• Question: what is the hardest question you have been asked?

    Asked by _.bxo to Ashley, Bernard, Carsten, MariaMagdalena, Monique on 17 Nov 2015.
    • Photo: Monique Henson

      Monique Henson answered on 17 Nov 2015:


      Potentially this one! Haha. In all seriousness though, I’ve been thinking about this one all day and I can’t really decide. Scientists think about difficult questions all the time, but we usually break them up into easier chunks before we try to answer them. That way they don’t seem quite so daunting.

    • Photo: Bernard Ennis

      Bernard Ennis answered on 18 Nov 2015:


      The hardest question I have been asked is whether my invention could be used for military purposes. The reason it’s a hard question is because there are no right and wrong answers. The easy answer is of course that it is entirely possible that any invention could be used for purposes which I believe are morally or ethically corrupt (military, criminal, terrorism or nuclear industry).

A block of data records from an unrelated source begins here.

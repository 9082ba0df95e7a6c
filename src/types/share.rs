use serde::{Deserialize, Serialize};
use zeroize::{Zeroize, ZeroizeOnDrop};

use super::errors::ExpiryPhase;

/// Where a share stands with respect to its first successful access.
#[derive(Debug, Clone, Copy, PartialEq, Eq, Serialize, Deserialize)]
#[serde(tag = "phase", rename_all = "snake_case")]
pub enum ViewPhase {
    /// Nobody has read the share yet. `expires_at` is the pre-view deadline,
    /// or `None` when the share stays open until the first view.
    Unopened { expires_at: Option<i64> },
    /// The share was read once at `viewed_at`; it lapses at `expires_at`.
    Viewed { viewed_at: i64, expires_at: i64 },
}

/// Why a share stopped being active.
#[derive(Debug, Clone, Copy, PartialEq, Eq, Serialize, Deserialize)]
#[serde(rename_all = "snake_case")]
pub enum InactiveReason {
    Revoked,
    Confirmed,
}

impl InactiveReason {
    pub fn as_str(&self) -> &'static str {
        match self {
            InactiveReason::Revoked => "revoked",
            InactiveReason::Confirmed => "confirmed",
        }
    }

    pub fn parse(s: &str) -> Option<Self> {
        match s {
            "revoked" => Some(InactiveReason::Revoked),
            "confirmed" => Some(InactiveReason::Confirmed),
            _ => None,
        }
    }
}

/// Lifecycle state of a share. `Inactive` is terminal.
#[derive(Debug, Clone, Copy, PartialEq, Eq, Serialize, Deserialize)]
#[serde(tag = "status", rename_all = "snake_case")]
pub enum ShareState {
    Active { phase: ViewPhase },
    Inactive { reason: InactiveReason, phase: ViewPhase },
}

impl ShareState {
    /// State of a freshly issued share.
    pub fn unopened(expires_at: Option<i64>) -> Self {
        ShareState::Active {
            phase: ViewPhase::Unopened { expires_at },
        }
    }

    pub fn phase(&self) -> ViewPhase {
        match *self {
            ShareState::Active { phase } | ShareState::Inactive { phase, .. } => phase,
        }
    }

    /// Moves an active, unopened share into the viewed phase with a fresh
    /// deadline of `now + window`. Any other state is returned unchanged.
    pub fn mark_viewed(self, now: i64, window: i64) -> Self {
        match self {
            ShareState::Active {
                phase: ViewPhase::Unopened { .. },
            } => ShareState::Active {
                phase: ViewPhase::Viewed {
                    viewed_at: now,
                    expires_at: now + window,
                },
            },
            other => other,
        }
    }

    /// Deactivates an active share. Inactive shares keep their original reason.
    pub fn deactivate(self, reason: InactiveReason) -> Self {
        match self {
            ShareState::Active { phase } => ShareState::Inactive { reason, phase },
            inactive => inactive,
        }
    }
}

/// A disposable link exposing one or more password entries.
#[derive(Debug, Clone, PartialEq, Eq, Serialize, Deserialize)]
pub struct ShareRecord {
    pub id: String,
    pub owner_id: String,
    pub recipient_label: Option<String>,
    pub token: String,
    pub comment: Option<String>,
    pub created_at: i64,
    pub state: ShareState,
    pub opened_once: bool,
    pub version: i64,
}

impl ShareRecord {
    pub fn is_active(&self) -> bool {
        matches!(self.state, ShareState::Active { .. })
    }

    pub fn viewed(&self) -> bool {
        matches!(self.state.phase(), ViewPhase::Viewed { .. })
    }

    pub fn viewed_at(&self) -> Option<i64> {
        match self.state.phase() {
            ViewPhase::Viewed { viewed_at, .. } => Some(viewed_at),
            ViewPhase::Unopened { .. } => None,
        }
    }

    pub fn expires_at(&self) -> Option<i64> {
        match self.state.phase() {
            ViewPhase::Unopened { expires_at } => expires_at,
            ViewPhase::Viewed { expires_at, .. } => Some(expires_at),
        }
    }

    pub fn inactive_reason(&self) -> Option<InactiveReason> {
        match self.state {
            ShareState::Inactive { reason, .. } => Some(reason),
            ShareState::Active { .. } => None,
        }
    }

    /// Returns the window that has lapsed at `now`, if any.
    ///
    /// The deadline itself is still inside the window.
    pub fn expired_at(&self, now: i64) -> Option<ExpiryPhase> {
        match self.state.phase() {
            ViewPhase::Unopened {
                expires_at: Some(deadline),
            } if now > deadline => Some(ExpiryPhase::BeforeView),
            ViewPhase::Viewed { expires_at, .. } if now > expires_at => {
                Some(ExpiryPhase::AfterView)
            }
            _ => None,
        }
    }

    /// Active and not past its deadline.
    pub fn is_live_at(&self, now: i64) -> bool {
        self.is_active() && self.expires_at().map_or(true, |deadline| deadline > now)
    }
}

/// Link row between a share and one of its entries.
#[derive(Debug, Clone, PartialEq, Eq, Serialize, Deserialize)]
pub struct ShareEntryLink {
    pub share_id: String,
    pub entry_id: String,
}

/// New state for a share, applied by the store under a version check.
#[derive(Debug, Clone, PartialEq, Eq)]
pub struct ShareUpdate {
    pub share_id: String,
    pub state: ShareState,
    pub opened_once: bool,
}

/// Parameters for issuing a share.
#[derive(Debug, Clone, Default, Serialize, Deserialize)]
pub struct IssueRequest {
    pub owner_id: String,
    pub entry_ids: Vec<String>,
    pub comment: Option<String>,
    pub recipient_label: Option<String>,
}

/// What the admin gets back after issuing a share.
#[derive(Debug, Clone, PartialEq, Eq, Serialize, Deserialize)]
pub struct IssuedShare {
    pub id: String,
    pub token: String,
    pub expires_at: Option<i64>,
    pub link: String,
}

/// One credential as shown to the recipient. The secret is wiped on drop.
#[derive(Debug, Clone, Serialize, Zeroize, ZeroizeOnDrop)]
pub struct SharedEntryView {
    pub entry_id: String,
    pub service_name: String,
    pub service_url: Option<String>,
    pub username: String,
    pub secret: String,
}

/// Result of the single permitted read of a share.
#[derive(Debug, Clone, Serialize)]
pub struct ShareAccess {
    pub entries: Vec<SharedEntryView>,
    pub expires_at: Option<i64>,
    pub viewed_at: Option<i64>,
    pub comment: Option<String>,
}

The difficult part is deciding how how far I should take the potential actions of others into consideration when making an invention into a product (in my case a new material). I believe that it is the responsibility of scientists to consider the ethical aspects of their work. For me this means that I do not work on materials that are specifically intended for use by the military or in the nuclear industry, except where this will explicitly lead to a reduction in nuclear waste.

    • Photo: Ashley Hughes

      Ashley Hughes answered on 18 Nov 2015:


      I have been asked a fair few times about animal testing. This can be quite a charged question sometimes but I think I answered ok, what was harder though was covering such a sensitive issue within the Live Chat area, it is much more fast paced – too fast I feel to cover such an ethical question!